By Will O’Neill, Newport Beach City Council Member
I will never forget our city’s March 12, 2020 Finance Committee meeting. The Minutes state that our Finance Director “reported COVID-19 has changed the budget strategy.” That turned out to be an understatement.
Our city’s Finance Committee and City Council took swift action. We had three months left in our 2019/20 fiscal year and reduced our general fund budget’s expectation from $231.4 million to $217.9 million. This revenue reduction needed expenditure reduction too, which we quickly adopted.
The pandemic hit right as we were ramping up our budget planning for our 2020/2021 fiscal year too. As “two weeks to flatten the curve” stretched longer, we drastically reduced our budget expectations.
Fortunately, our budget relies heavily on property taxes. This fairly consistent revenue source does not yo-yo like other taxes thanks to the stability built into the system by Prop 13. Sales tax and the hotel bed tax (“TOT”) are the most reactive to system shocks. A city like Anaheim, for example, was always going to take a harder fiscal hit due to its reliance on tourism at Disneyland and the convention center.
Despite approximately half our budget relying on the consistent revenue source, we still reduced our revenue expectations from $231.4 million to $199.6 million; a nearly 14 percent reduction.
Which meant that we needed to close the revenue and expenditure gap. Giving credit to our City Manager and Finance Director, the Finance Committee recommended that the City Council adopt a “tiered” short-term budget reduction strategy that required quarterly review to move up or down the tiers depending on city revenues.
We prioritized public safety and never defunded any portion of our police, fire, or lifeguard departments.

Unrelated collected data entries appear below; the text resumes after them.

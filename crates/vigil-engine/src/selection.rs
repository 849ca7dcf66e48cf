//! Selection resolution
//!
//! Priority: an explicit `feature` always wins, then a non-empty tag list,
//! then the whole catalog.

use crate::catalog::ScenarioCatalog;
use crate::error::SelectionError;
use crate::request::ExecutionRequest;
use crate::scenario::Scenario;
use std::sync::Arc;

/// Turns requests into ordered scenario lists
#[derive(Debug, Clone)]
pub struct SelectionResolver {
    catalog: Arc<ScenarioCatalog>,
}

impl SelectionResolver {
    /// Resolver over a shared catalog
    pub fn new(catalog: Arc<ScenarioCatalog>) -> Self {
        Self { catalog }
    }

    /// Resolve the request's selection criterion
    pub fn resolve(&self, request: &ExecutionRequest) -> Result<Vec<Arc<Scenario>>, SelectionError> {
        if let Some(feature) = &request.feature {
            if feature.trim().is_empty() {
                return Err(SelectionError::InvalidRequest(
                    "feature must not be empty".to_string(),
                ));
            }
            return self
                .catalog
                .scenario_by_path(feature)
                .map(|scenario| vec![scenario])
                .ok_or_else(|| SelectionError::ScenarioNotFound(feature.clone()));
        }

        match request.tags.as_deref() {
            Some(tags) if !tags.is_empty() => Ok(self.catalog.scenarios_matching_tags(tags)),
            _ => Ok(self.catalog.all_scenarios()),
        }
    }
}

#[cfg(test)]
mod tests {
    use super::*;
    use assert_matches::assert_matches;

    fn resolver() -> SelectionResolver {
        let catalog = ScenarioCatalog::from_scenarios([
            Scenario::tagged("A", ["@smoke"]),
            Scenario::tagged("B", ["@s3"]),
            Scenario::tagged("C", ["@smoke", "@s3"]),
        ])
        .unwrap();
        SelectionResolver::new(Arc::new(catalog))
    }

    fn ids(selection: Vec<Arc<Scenario>>) -> Vec<String> {
        selection.iter().map(|s| s.id().to_string()).collect()
    }

    #[test]
    fn no_criteria_selects_everything() {
        let resolver = resolver();
        assert_eq!(ids(resolver.resolve(&ExecutionRequest::default()).unwrap()), ["A", "B", "C"]);
        let empty_tags = ExecutionRequest::with_tags(Vec::<String>::new());
        assert_eq!(ids(resolver.resolve(&empty_tags).unwrap()), ["A", "B", "C"]);
    }

    #[test]
    fn tags_select_by_intersection() {
        let resolver = resolver();
        let selection = resolver.resolve(&ExecutionRequest::with_tags(["smoke"])).unwrap();
        assert_eq!(ids(selection), ["A", "C"]);
    }

    #[test]
    fn feature_wins_over_tags() {
        let resolver = resolver();
        let request = ExecutionRequest {
            tags: Some(vec!["smoke".to_string()]),
            ..ExecutionRequest::with_feature("B")
        };
        assert_eq!(ids(resolver.resolve(&request).unwrap()), ["B"]);
    }

    #[test]
    fn unknown_feature_is_not_found() {
        let resolver = resolver();
        assert_matches!(
            resolver.resolve(&ExecutionRequest::with_feature("unknown/path.feature")),
            Err(SelectionError::ScenarioNotFound(path)) if path == "unknown/path.feature"
        );
        assert_matches!(
            resolver.resolve(&ExecutionRequest::with_feature(" ")),
            Err(SelectionError::InvalidRequest(_))
        );
    }

    #[test]
    fn unmatched_tags_select_nothing() {
        let resolver = resolver();
        let selection = resolver.resolve(&ExecutionRequest::with_tags(["nonexistent"])).unwrap();
        assert!(selection.is_empty());
    }
}
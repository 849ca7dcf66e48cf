//! Time effect trait
//!
//! The execution service reads wall-clock time only through this trait so
//! that summaries can be produced deterministically under test.

use async_trait::async_trait;

/// Wall-clock and sleep capability
#[async_trait]
pub trait TimeEffects: Send + Sync {
    /// Milliseconds since the Unix epoch
    async fn current_timestamp_millis(&self) -> u64;

    /// Suspend the caller for `ms` milliseconds
    async fn sleep_ms(&self, ms: u64);
}
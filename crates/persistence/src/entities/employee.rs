//! Employee entity (database row mapping).

use chrono::{DateTime, Utc};
use domain::models::EmployeeRole;
use sqlx::FromRow;
use uuid::Uuid;

/// Database enum for employee roles.
#[derive(Debug, Clone, Copy, PartialEq, Eq, sqlx::Type)]
#[sqlx(type_name = "employee_role", rename_all = "lowercase")]
pub enum EmployeeRoleDb {
    Admin,
    Employee,
}

impl From<EmployeeRoleDb> for EmployeeRole {
    fn from(role: EmployeeRoleDb) -> Self {
        match role {
            EmployeeRoleDb::Admin => EmployeeRole::Admin,
            EmployeeRoleDb::Employee => EmployeeRole::Employee,
        }
    }
}

impl From<EmployeeRole> for EmployeeRoleDb {
    fn from(role: EmployeeRole) -> Self {
        match role {
            EmployeeRole::Admin => EmployeeRoleDb::Admin,
            EmployeeRole::Employee => EmployeeRoleDb::Employee,
        }
    }
}

/// Database row mapping for the employees table.
#[derive(Debug, Clone, FromRow)]
pub struct EmployeeEntity {
    pub id: Uuid,
    pub name: String,
    pub department: String,
    pub desk_number: String,
    pub email: String,
    pub phone: Option<String>,
    pub age: Option<i32>,
    pub gender: Option<String>,
    pub role: EmployeeRoleDb,
    pub password_hash: String,
    pub created_at: DateTime<Utc>,
    pub updated_at: DateTime<Utc>,
}

#[cfg(test)]
mod tests {
    use super::*;

    #[test]
    fn test_role_db_roundtrip() {
        for role in [EmployeeRole::Admin, EmployeeRole::Employee] {
            assert_eq!(EmployeeRole::from(EmployeeRoleDb::from(role)), role);
        }
    }
}
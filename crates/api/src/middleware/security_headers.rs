//! Security response headers.

use axum::{
    body::Body,
    http::{header, header::HeaderName, HeaderValue, Request},
    middleware::Next,
    response::Response,
};

const BASE_HEADERS: &[(&str, &str)] = &[
    ("x-content-type-options", "nosniff"),
    ("x-frame-options", "DENY"),
    ("x-xss-protection", "1; mode=block"),
];

/// Stamps the standard security headers onto every response.
///
/// `Strict-Transport-Security` is opt-in via
/// `SS__SECURITY__HSTS_ENABLED=true`; it only makes sense behind real
/// HTTPS termination.
pub async fn security_headers_middleware(req: Request<Body>, next: Next) -> Response {
    let mut response = next.run(req).await;
    let headers = response.headers_mut();

    for &(name, value) in BASE_HEADERS {
        headers.insert(
            HeaderName::from_static(name),
            HeaderValue::from_static(value),
        );
    }

    let hsts = std::env::var("SS__SECURITY__HSTS_ENABLED")
        .map(|v| v.eq_ignore_ascii_case("true"))
        .unwrap_or(false);
    if hsts {
        headers.insert(
            header::STRICT_TRANSPORT_SECURITY,
            HeaderValue::from_static("max-age=31536000; includeSubDomains"),
        );
    }

    response
}
//! Rate limiting middleware.
//!
//! Per-employee rate limiting keyed by the authenticated subject. Must run
//! after authentication so the employee id is available in extensions.

use axum::{
    body::Body,
    extract::State,
    http::{header, Request},
    middleware::Next,
    response::{IntoResponse, Response},
};
use governor::{
    clock::DefaultClock,
    state::{InMemoryState, NotKeyed},
    Quota, RateLimiter as GovRateLimiter,
};
use std::{
    collections::HashMap,
    num::NonZeroU32,
    sync::{Arc, RwLock},
};
use uuid::Uuid;

use crate::app::AppState;
use crate::error::ApiError;
use crate::middleware::auth::AuthEmployee;

type EmployeeRateLimiter = GovRateLimiter<NotKeyed, InMemoryState, DefaultClock>;

/// Rate limiter state shared across all requests, one limiter per employee.
pub struct RateLimiterState {
    limiters: RwLock<HashMap<Uuid, Arc<EmployeeRateLimiter>>>,
    rate_limit_per_minute: u32,
}

impl RateLimiterState {
    /// Create a new rate limiter state with the specified limit per minute.
    pub fn new(rate_limit_per_minute: u32) -> Self {
        Self {
            limiters: RwLock::new(HashMap::new()),
            rate_limit_per_minute,
        }
    }

    fn get_or_create_limiter(&self, employee_id: Uuid) -> Arc<EmployeeRateLimiter> {
        {
            let limiters = self.limiters.read().unwrap();
            if let Some(limiter) = limiters.get(&employee_id) {
                return limiter.clone();
            }
        }

        let mut limiters = self.limiters.write().unwrap();
        if let Some(limiter) = limiters.get(&employee_id) {
            return limiter.clone();
        }

        let quota = Quota::per_minute(
            NonZeroU32::new(self.rate_limit_per_minute).unwrap_or(NonZeroU32::new(100).unwrap()),
        );
        let limiter = Arc::new(GovRateLimiter::direct(quota));
        limiters.insert(employee_id, limiter.clone());
        limiter
    }

    /// Check whether a request from the given employee is allowed.
    /// Returns Err with retry-after seconds when rate limited.
    pub fn check(&self, employee_id: Uuid) -> Result<(), u64> {
        let limiter = self.get_or_create_limiter(employee_id);

        match limiter.check() {
            Ok(_) => Ok(()),
            Err(not_until) => {
                let wait_time = not_until.wait_time_from(governor::clock::Clock::now(
                    &governor::clock::DefaultClock::default(),
                ));
                Err(wait_time.as_secs().max(1))
            }
        }
    }
}

impl std::fmt::Debug for RateLimiterState {
    fn fmt(&self, f: &mut std::fmt::Formatter<'_>) -> std::fmt::Result {
        f.debug_struct("RateLimiterState")
            .field("rate_limit_per_minute", &self.rate_limit_per_minute)
            .field("active_limiters", &self.limiters.read().unwrap().len())
            .finish()
    }
}

/// Middleware that applies per-employee rate limiting.
///
/// Unauthenticated requests pass through; they fail at the auth layer
/// anyway.
pub async fn rate_limit_middleware(
    State(state): State<AppState>,
    req: Request<Body>,
    next: Next,
) -> Response {
    let auth = match req.extensions().get::<AuthEmployee>() {
        Some(auth) => auth.clone(),
        None => return next.run(req).await,
    };

    if let Some(ref rate_limiter) = state.rate_limiter {
        if let Err(retry_after) = rate_limiter.check(auth.employee_id) {
            let mut response = ApiError::RateLimited.into_response();
            if let Ok(value) = retry_after.to_string().parse() {
                response.headers_mut().insert(header::RETRY_AFTER, value);
            }
            return response;
        }
    }

    next.run(req).await
}
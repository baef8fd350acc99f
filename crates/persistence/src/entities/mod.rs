//! Database entity definitions.
//!
//! Entities are direct mappings to database rows.

pub mod assignment;
pub mod employee;
pub mod inventory_item;
pub mod inventory_request;

pub use assignment::{AssignmentEntity, AssignmentWithItemEntity};
pub use employee::{EmployeeEntity, EmployeeRoleDb};
pub use inventory_item::InventoryItemEntity;
pub use inventory_request::{
    InventoryRequestEntity, RequestStatusDb, RequestTypeDb, RequestWithNamesEntity,
};
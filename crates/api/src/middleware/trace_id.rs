//! Request id propagation.
//!
//! Every request runs inside a tracing span carrying a request id, taken
//! from the incoming `X-Request-ID` header or freshly generated, and the
//! same id is echoed back on the response.

use axum::{
    body::Body,
    http::{header::HeaderName, HeaderValue, Request},
    middleware::Next,
    response::Response,
};
use tracing::Instrument;
use uuid::Uuid;

/// Header used for request id propagation, in and out.
pub const REQUEST_ID_HEADER: &str = "X-Request-ID";

/// Request id stored in request extensions for downstream handlers.
#[derive(Debug, Clone)]
pub struct RequestId(pub String);

fn incoming_request_id(req: &Request<Body>) -> Option<String> {
    req.headers()
        .get(REQUEST_ID_HEADER)
        .and_then(|v| v.to_str().ok())
        .map(str::to_owned)
}

/// Middleware wrapping each request in an id-carrying span.
pub async fn trace_id(mut req: Request<Body>, next: Next) -> Response {
    let request_id = incoming_request_id(&req).unwrap_or_else(|| Uuid::new_v4().to_string());
    req.extensions_mut().insert(RequestId(request_id.clone()));

    let span = tracing::info_span!(
        "request",
        request_id = %request_id,
        method = %req.method(),
        path = %req.uri().path(),
    );

    let started = std::time::Instant::now();
    let mut response = next.run(req).instrument(span).await;

    tracing::info!(
        request_id = %request_id,
        status = response.status().as_u16(),
        duration_ms = started.elapsed().as_millis(),
        "Request completed"
    );

    if let Ok(value) = HeaderValue::from_str(&request_id) {
        response
            .headers_mut()
            .insert(HeaderName::from_static("x-request-id"), value);
    }

    response
}

#[cfg(test)]
mod tests {
    use super::*;

    #[test]
    fn test_incoming_id_is_used() {
        let req = Request::builder()
            .header(REQUEST_ID_HEADER, "abc-123")
            .body(Body::empty())
            .unwrap();
        assert_eq!(incoming_request_id(&req).as_deref(), Some("abc-123"));
    }

    #[test]
    fn test_missing_header_yields_none() {
        let req = Request::builder().body(Body::empty()).unwrap();
        assert!(incoming_request_id(&req).is_none());
    }
}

We had also accumulated surplus funds from fiscal years 2018/19 and 2019/20 of $24.1 million (typically used to pay for one-time neighborhood enhancements and pay down long-term liabilities) in addition to the $52.6 million reserve to ward against this kind of “black swan” event.
Thanks to this accumulation, we needed to use only a small fraction of the reserve to balance our budget, which we re-filled before the 20/21 fiscal year was out.
Throughout the 20/21 fiscal year, we carefully monitored our tax and fee collection. As the economy lifted up, so too did our sales taxes and TOT. The stronger-than-expected revenues allowed us to put $15.9 million back into the city’s capital program and roll back some of the service cuts.
The city’s Finance Committee met to discuss how we ended the 2020/21 fiscal year on this past Thursday. he tone was markedly different than our meeting from nearly nineteen months ago.
Our expenditures remained well below the pre-COVID budget figures and solidly below our revised budget, resulting in savings of $7 million. With better-than-expected revenues, too, our budget surplus coming out of the unstable fiscal year 2020/21 is projected to be an eye-popping $31 million.
Now, a few caveats must be explained. First, this is really three years of accumulated budget surplus. Only $7 million of that is from this past year, while the remaining $24 million is from prior years’ surpluses that we held as a backstop to the pandemic economy. Second, we did not rely on any of this money to balance our 2021/22 budget. Third, this is one-time money. Which means that as a matter of policy we should not use this to add recurring costs to our city.
Instead, we can and should use this money to further pay down long-term liabilities (pension obligations and future facilities replacement costs) and fund our future investments in capital improvement projects and neighborhood enhancements. This approach will remain consistent with our City Council policies.
I thank everyone in our community whose resilience through this past year has placed us and our business community in better footing going forward. I thank our City Council and Finance Committee for their efforts to monitor and adopt proactive and reactive budgeting processes. And I thank our City Manager and staff for their diligence throughout last year.
We are indeed a resilient city built on firm foundations of community bonds. #NewportStrong
Will O’Neill is the Chair of the Newport Beach Finance Committee, a current City Council Member, and was Mayor of Newport Beach in 2020.